Rescue is about trust and friendship. I have met so many friends during my Presidentcy. A little piece of my heart is in every dog that Casa del Toro saves. Oftentimes I'm the one who saw that dog suffering at the shelter. I personally walked that dog out of the shelter and said "Let's get you outta here. We're going home!" If something goes wrong (like Parvo, cancer, etc) I am the one that holds the Casa del Toro dog while it dies.
Casa del Toro foster homes give their time, talents, money, heart and soul to the dogs in our care. When we place a dog in an adoptive home we are trusting you to care as deeply as we do. When you give up on our dog that trust is broken. Sometimes we don't have an open foster home to accommodate an adoption return. What do we do? In the past a board member would crate and rotate until we have a better plan.
I am not bemoaning returns. We want our dogs back. We don't want them listed as 'free to a good home' because we care about them. Our dogs success in their forever homes is the success of the rescue.

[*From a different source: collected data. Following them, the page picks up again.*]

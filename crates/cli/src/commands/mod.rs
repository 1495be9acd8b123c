//! CLI command implementations.

pub mod config;
pub mod get;
pub mod resources;
pub mod token;

use anyhow::{Context, Result};
use bc_client::{BcClient, InspectorSession};
use bc_config::Config;

/// Build a client and session from the resolved configuration.
pub fn build_session(config: &Config) -> Result<InspectorSession> {
    let client = BcClient::builder()
        .from_config(config)
        .build()
        .context("Failed to build Business Central client")?;
    Ok(InspectorSession::from_config(client, config))
}
//! Configuration type definitions for BC Inspector.
//!
//! Responsibilities:
//! - Define configuration types for credentials, target and connection settings.
//! - Provide serialization helpers for sensitive types (masked secrets, durations).
//!
//! Does NOT handle:
//! - Configuration loading from environment variables or CLI (see `loader` module).
//! - Actual network connections or authentication flows (see client crate).
//!
//! Invariants:
//! - All secret types use `secrecy::SecretString` to prevent accidental logging.
//! - Serialization helpers (`masked_secret`, `duration_seconds`) are private modules.

mod auth;
mod connection;

pub use auth::{ClientCredentials, SECRET_MASK};
pub use connection::{Config, ConnectionConfig, TargetConfig};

However there is a pattern to puppy adoptions. In the past two years, out of the 28 puppies that we rescued and adopted out we had 4 that were returned. 3 of the 4 puppies were in their adoptive home for less than a year before they were returned. Why were they returned? The adopters sited job changes, family expansion, dog is too energetic and the cat in the house doesn't like the dog (cat was in the house when we placed the puppy for adoption and we discussed them having both).
We truly try to match each dog with the right adoptive home. We do not make rash decisions. We do not select the first applicant that applies. We have a team of volunteers look at all apps and we agree (as a group) to pursue the right fit. Unfortunately we cannot always predict the future and sometimes dogs, like Morty, come back to us due to no fault of their own.
So why not rescue puppies?
- If we don't rescue the puppies another animal rescue group will. No pit bull puppies are dying at our local shelters.
- Having puppies in the rescue does not draw attention or adopters to the adult or senior dogs in our care. Adult and senior pit bulls are dying at our local shelters.
How can Casa del Toro save pit bulls that need it most?
We rescue the dogs that will die in the shelter without our help. Sure we could cherry pick a blue cropped ear female puppy off the adoption floor. Yes, we will have foster homes come out of the woodwork to bring such a cute puppy into their home, the puppy will receive 100's of applications and get adopted quickly. But while we spend our efforts saving a dog that would get adopted anyway, a senior pit bull that just needs medical attention will die in the shelter because we don't have a foster home. That's not fair. We owe it to senior dogs to help them live out the rest of their lives comfortably. You never know, maybe in 10 years we rescue the blue cropped ear female senior who just needs medical attention.
So you may notice our adoption numbers will go down since we're not moving puppies. That's okay with us because we know that the dogs that we are rescuing would truly die without our intervention. I only hope that one day I don't have to decide which dog to save while I leave another to die.